On April 1, the Frick débuts another new show, “Ruffles & Ribbons: Fashion Plates from the Time of Marie Antoinette,” a collection of twenty-four fashion plates, hand-engraved, from the late seventeen-hundreds, pulled from the museum’s Art Research Library. Such engravings, which depict the wackily maximalist style à la mode, including oodles of feathers and furbelows, were, in essence, early precursors to modern fashion magazines. Many of the original French fashion plates, considered passing fancies in their day, have been lost to time, so to see the real specimens up close is a true treat indeed. A perfect Sunday? Take a stroll through the show, sit for a while in the Frick’s serene courtyard, then pop around the corner to Ladurée for a rose macaron.—Rachel Syme
About Town
Nearly fifty now, Hubbard Street Dance Chicago has long been, for good or ill, a best-in-class purveyor of trends in contemporary dance. Its latest moves, though, hark back to its roots in the commercial style known as jazz dance. For its two-week run at the Joyce, the company brings a pair of pieces by Bob Fosse: a suite of wryly insouciant TV routines he made for and with his then wife, Gwen Verdon, in the sixties, and “Percussion IV,” a 1978 solo of dramatically framed, slam-bang virtuosity that Hubbard Street staged in the nineties. More recent works by Nacho Duato and by Aszure Barton fill out the programs.—Brian Seibert (Joyce Theatre; through April 5.)

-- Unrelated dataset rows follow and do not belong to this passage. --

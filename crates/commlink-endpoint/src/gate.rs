use std::sync::{Condvar, Mutex, MutexGuard};
use std::time::{Duration, Instant};

/// Single-slot blocking signal that turns an asynchronous reply into a
/// synchronous wait.
///
/// `signal` releases one waiter, or is remembered for the next `wait` if
/// nobody is waiting. Signals do not stack: two signals before a wait still
/// release only one wait.
#[derive(Debug, Default)]
pub struct SyncGate {
    state: Mutex<GateState>,
    cond: Condvar,
}

#[derive(Debug, Default)]
struct GateState {
    signaled: bool,
    closed: bool,
    /// Bumped by every close, so a waiter still notices a close that was
    /// reset again before it woke up.
    closes: u64,
}

/// How a [`SyncGate::wait_for`] ended.
#[derive(Debug, Clone, Copy, PartialEq, Eq)]
pub enum GateOutcome {
    Signaled,
    TimedOut,
    Closed,
}

impl SyncGate {
    pub fn new() -> Self {
        Self::default()
    }

    /// Block until signaled or until `timeout` elapses.
    ///
    /// `Duration::ZERO` waits indefinitely. Returns true if a signal was
    /// consumed, false on timeout or when the gate was closed.
    pub fn wait(&self, timeout: Duration) -> bool {
        self.wait_for(timeout) == GateOutcome::Signaled
    }

    /// Like [`wait`](Self::wait), telling a timeout apart from a close.
    pub fn wait_for(&self, timeout: Duration) -> GateOutcome {
        let deadline = (!timeout.is_zero()).then(|| Instant::now() + timeout);
        let mut state = self.lock();
        let closes = state.closes;

        loop {
            if state.closed || state.closes != closes {
                return GateOutcome::Closed;
            }
            if state.signaled {
                state.signaled = false;
                return GateOutcome::Signaled;
            }

            state = match deadline {
                None => self
                    .cond
                    .wait(state)
                    .unwrap_or_else(|poisoned| poisoned.into_inner()),
                Some(deadline) => {
                    let remaining = deadline.saturating_duration_since(Instant::now());
                    if remaining.is_zero() {
                        return GateOutcome::TimedOut;
                    }
                    self.cond
                        .wait_timeout(state, remaining)
                        .map(|(guard, _)| guard)
                        .unwrap_or_else(|poisoned| poisoned.into_inner().0)
                }
            };
        }
    }

    /// Release one waiter, or arm the slot for the next wait.
    pub fn signal(&self) {
        let mut state = self.lock();
        if state.closed {
            return;
        }
        state.signaled = true;
        self.cond.notify_one();
    }

    /// Wake every waiter with a negative outcome and refuse further waits
    /// until [`reset`](Self::reset).
    pub fn close(&self) {
        let mut state = self.lock();
        state.closed = true;
        state.closes = state.closes.wrapping_add(1);
        state.signaled = false;
        self.cond.notify_all();
    }

    /// Re-arm a closed gate with an empty slot.
    pub fn reset(&self) {
        let mut state = self.lock();
        state.closed = false;
        state.signaled = false;
    }

    /// True after [`close`](Self::close) until the next reset.
    pub fn is_closed(&self) -> bool {
        self.lock().closed
    }

    fn lock(&self) -> MutexGuard<'_, GateState> {
        self.state
            .lock()
            .unwrap_or_else(|poisoned| poisoned.into_inner())
    }
}

#[cfg(test)]
mod tests {
    use std::sync::Arc;
    use std::thread;

    use super::*;

    #[test]
    fn indefinite_wait_returns_after_signal() {
        let gate = Arc::new(SyncGate::new());
        let signaler = {
            let gate = Arc::clone(&gate);
            thread::spawn(move || {
                thread::sleep(Duration::from_millis(50));
                gate.signal();
            })
        };

        let start = Instant::now();
        assert!(gate.wait(Duration::ZERO));
        assert!(start.elapsed() >= Duration::from_millis(40));
        signaler.join().unwrap();
    }

    #[test]
    fn timed_wait_without_signal_times_out() {
        let gate = SyncGate::new();
        let start = Instant::now();

        assert!(!gate.wait(Duration::from_millis(100)));

        let elapsed = start.elapsed();
        assert!(elapsed >= Duration::from_millis(100), "elapsed {elapsed:?}");
        assert!(elapsed < Duration::from_millis(150), "elapsed {elapsed:?}");
    }

    #[test]
    fn signal_before_wait_is_remembered() {
        let gate = SyncGate::new();
        gate.signal();
        assert!(gate.wait(Duration::from_millis(10)));
    }

    #[test]
    fn signals_do_not_accumulate() {
        let gate = SyncGate::new();
        gate.signal();
        gate.signal();

        assert!(gate.wait(Duration::from_millis(10)));
        assert!(!gate.wait(Duration::from_millis(10)));
    }

    #[test]
    fn close_wakes_waiters_with_failure() {
        let gate = Arc::new(SyncGate::new());
        let waiters: Vec<_> = (0..3)
            .map(|_| {
                let gate = Arc::clone(&gate);
                thread::spawn(move || gate.wait(Duration::ZERO))
            })
            .collect();

        thread::sleep(Duration::from_millis(50));
        gate.close();

        for waiter in waiters {
            assert!(!waiter.join().unwrap());
        }
        assert!(gate.is_closed());
    }

    #[test]
    fn reset_reopens_closed_gate() {
        let gate = SyncGate::new();
        gate.close();
        gate.signal();
        assert!(!gate.wait(Duration::from_millis(10)));

        gate.reset();
        gate.signal();
        assert!(gate.wait(Duration::from_millis(10)));
    }

    #[test]
    fn close_then_reset_still_releases_waiter() {
        let gate = Arc::new(SyncGate::new());
        let waiter = {
            let gate = Arc::clone(&gate);
            thread::spawn(move || gate.wait_for(Duration::ZERO))
        };

        thread::sleep(Duration::from_millis(50));
        gate.close();
        gate.reset();

        assert_eq!(waiter.join().unwrap(), GateOutcome::Closed);
        assert!(!gate.is_closed());
    }

    #[test]
    fn wait_for_distinguishes_timeout_from_close() {
        let gate = SyncGate::new();
        assert_eq!(gate.wait_for(Duration::from_millis(10)), GateOutcome::TimedOut);
        gate.signal();
        assert_eq!(gate.wait_for(Duration::from_millis(10)), GateOutcome::Signaled);
        gate.close();
        assert_eq!(gate.wait_for(Duration::from_millis(10)), GateOutcome::Closed);
    }

    #[test]
    fn concurrent_signal_and_wait_pairs() {
        let gate = Arc::new(SyncGate::new());
        let signaler = {
            let gate = Arc::clone(&gate);
            thread::spawn(move || {
                for _ in 0..100 {
                    while gate.lock().signaled {
                        thread::yield_now();
                    }
                    gate.signal();
                }
            })
        };

        for _ in 0..100 {
            assert!(gate.wait(Duration::from_secs(5)));
        }
        signaler.join().unwrap();
    }
}
use std::sync::atomic::{AtomicBool, AtomicU8, Ordering};
use std::sync::{Mutex, MutexGuard};

use serde::{Deserialize, Serialize};

use crate::events::Events;

/// Lifecycle of a serial line or TCP client endpoint.
///
/// ```text
/// Idle -> Connecting -> Connected -> (Disconnected <-> Connecting) -> Closed
/// ```
#[derive(Debug, Clone, Copy, PartialEq, Eq, Serialize, Deserialize)]
#[serde(rename_all = "kebab-case")]
pub enum ConnectionState {
    Idle,
    Connecting,
    Connected,
    Disconnected,
    Closed,
}

impl ConnectionState {
    fn from_u8(value: u8) -> Self {
        match value {
            0 => Self::Idle,
            1 => Self::Connecting,
            2 => Self::Connected,
            3 => Self::Disconnected,
            _ => Self::Closed,
        }
    }

    fn as_u8(self) -> u8 {
        match self {
            Self::Idle => 0,
            Self::Connecting => 1,
            Self::Connected => 2,
            Self::Disconnected => 3,
            Self::Closed => 4,
        }
    }
}

/// Connection state shared by an endpoint and its background loops.
///
/// Reads are lock-free. Every write goes through [`LinkState::transition`],
/// which commits the new state and delivers the state-changed notification
/// inside one critical section, so no observer sees a notification that the
/// fields do not yet reflect.
pub(crate) struct LinkState {
    connected: AtomicBool,
    phase: AtomicU8,
    transition: Mutex<()>,
}

/// An open transition; state changes and notifications happen through it.
pub(crate) struct Transition<'a> {
    state: &'a LinkState,
    _guard: MutexGuard<'a, ()>,
}

impl LinkState {
    pub(crate) fn new() -> Self {
        Self {
            connected: AtomicBool::new(false),
            phase: AtomicU8::new(ConnectionState::Idle.as_u8()),
            transition: Mutex::new(()),
        }
    }

    pub(crate) fn is_connected(&self) -> bool {
        self.connected.load(Ordering::SeqCst)
    }

    pub(crate) fn phase(&self) -> ConnectionState {
        ConnectionState::from_u8(self.phase.load(Ordering::SeqCst))
    }

    pub(crate) fn transition(&self) -> Transition<'_> {
        Transition {
            state: self,
            _guard: self
                .transition
                .lock()
                .unwrap_or_else(|poisoned| poisoned.into_inner()),
        }
    }
}

impl Transition<'_> {
    pub(crate) fn phase(&self) -> ConnectionState {
        self.state.phase()
    }

    pub(crate) fn set_phase(&self, phase: ConnectionState) {
        self.state.phase.store(phase.as_u8(), Ordering::SeqCst);
    }

    /// Commit the connected flag; notifies handlers if it changed.
    pub(crate) fn set_connected(&self, connected: bool, events: &Events) {
        let previous = self.state.connected.swap(connected, Ordering::SeqCst);
        if previous != connected {
            events.dispatch_state(connected);
        }
    }
}

#[cfg(test)]
mod tests {
    use std::sync::Arc;

    use super::*;

    #[test]
    fn notifies_only_on_change_and_sees_committed_state() {
        let state = Arc::new(LinkState::new());
        let events = Events::new();
        let seen = Arc::new(Mutex::new(Vec::new()));
        {
            let seen = Arc::clone(&seen);
            let state = Arc::clone(&state);
            events.on_state_changed(move |connected| {
                seen.lock().unwrap().push((connected, state.is_connected()));
            });
        }

        {
            let tx = state.transition();
            tx.set_phase(ConnectionState::Connected);
            tx.set_connected(true, &events);
            tx.set_connected(true, &events);
        }
        state.transition().set_connected(false, &events);

        assert_eq!(*seen.lock().unwrap(), vec![(true, true), (false, false)]);
        assert_eq!(state.phase(), ConnectionState::Connected);
    }

    #[test]
    fn phase_roundtrips_through_u8() {
        for phase in [
            ConnectionState::Idle,
            ConnectionState::Connecting,
            ConnectionState::Connected,
            ConnectionState::Disconnected,
            ConnectionState::Closed,
        ] {
            assert_eq!(ConnectionState::from_u8(phase.as_u8()), phase);
        }
    }
}
use std::io::{ErrorKind, Write};

use commlink_transport::LinkStream;

use crate::codec::FrameConfig;
use crate::error::{FrameError, Result};
use crate::reader::transport_to_frame_error;

/// Writes complete messages to any `Write` stream.
///
/// Payloads are opaque: the caller includes the terminator if the remote
/// expects one. Each `send` writes the whole payload before returning, so
/// callers that serialize `send` calls never interleave two messages.
pub struct FrameWriter<T> {
    inner: T,
    config: FrameConfig,
}

impl<T: Write> FrameWriter<T> {
    /// Create a new frame writer with default configuration.
    pub fn new(inner: T) -> Self {
        Self::with_config(inner, FrameConfig::default())
    }

    /// Create a new frame writer with explicit configuration.
    pub fn with_config(inner: T, config: FrameConfig) -> Self {
        Self { inner, config }
    }

    /// Write a payload in full (blocking).
    pub fn send(&mut self, payload: &[u8]) -> Result<()> {
        let mut offset = 0usize;
        while offset < payload.len() {
            match self.inner.write(&payload[offset..]) {
                Ok(0) => return Err(FrameError::ConnectionClosed),
                Ok(n) => offset += n,
                Err(err) if err.kind() == ErrorKind::Interrupted => continue,
                Err(err) => return Err(FrameError::Io(err)),
            }
        }

        self.flush()
    }

    /// Flush the underlying stream.
    pub fn flush(&mut self) -> Result<()> {
        loop {
            match self.inner.flush() {
                Ok(()) => return Ok(()),
                Err(err) if err.kind() == ErrorKind::Interrupted => continue,
                Err(err) => return Err(FrameError::Io(err)),
            }
        }
    }

    /// Borrow the underlying stream.
    pub fn get_ref(&self) -> &T {
        &self.inner
    }

    /// Mutably borrow the underlying stream.
    pub fn get_mut(&mut self) -> &mut T {
        &mut self.inner
    }

    /// Consume the writer and return the inner stream.
    pub fn into_inner(self) -> T {
        self.inner
    }

    /// Current frame writer configuration.
    pub fn config(&self) -> &FrameConfig {
        &self.config
    }
}

impl FrameWriter<LinkStream> {
    /// Create a frame writer for `LinkStream` and apply write timeout from config.
    pub fn with_config_link(mut inner: LinkStream, config: FrameConfig) -> Result<Self> {
        inner
            .set_write_timeout(config.write_timeout)
            .map_err(transport_to_frame_error)?;
        Ok(Self::with_config(inner, config))
    }
}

In the titular film of Ralph Lemon’s show “From Out of Space,” we spend about twenty seconds looking at a funerary hearse covered in fallen branches. Death covers death. We might call this the credo of the exhibition, which includes photographs and videos from Lemon’s travels through the American South in the late nineties and early two-thousands and focusses on dilapidated sites marked with histories of anti-Black violence. There is Medgar Evers’s home; the decaying storefront of Bryant’s Grocery and Meat Market, where Emmett Till allegedly whistled at Carolyn Bryant; the piled-up remnants of a church where Mose Wright (Till’s great-uncle) was a pastor. One senses in these images both the passage of time and the piercing stillness of a catastrophe that remains with us.—Zoë Hopkins (Paula Cooper; through April 11.)
Robert Plant will be remembered by most as the enduring voice of the iconic rock band Led Zeppelin, but in the twenty-first century his output has been shaped by smaller collaborations. Backing bands have been key to his solo work during this span, and his twilight career has been defined by a daring, sublime turn toward Americana with Alison Krauss, with whom he won the Grammy for Album of the Year, in 2009. Since 2019, Plant has played with Saving Grace, and last year they released their first self-titled album together. It sounds like the singer-songwriter recommitting himself to roots music and its participatory nature, and he invokes the power of both at an uptown Gothic cathedral.—Sheldon Pearce (Cathedral Church of St. John the Divine; April 7.)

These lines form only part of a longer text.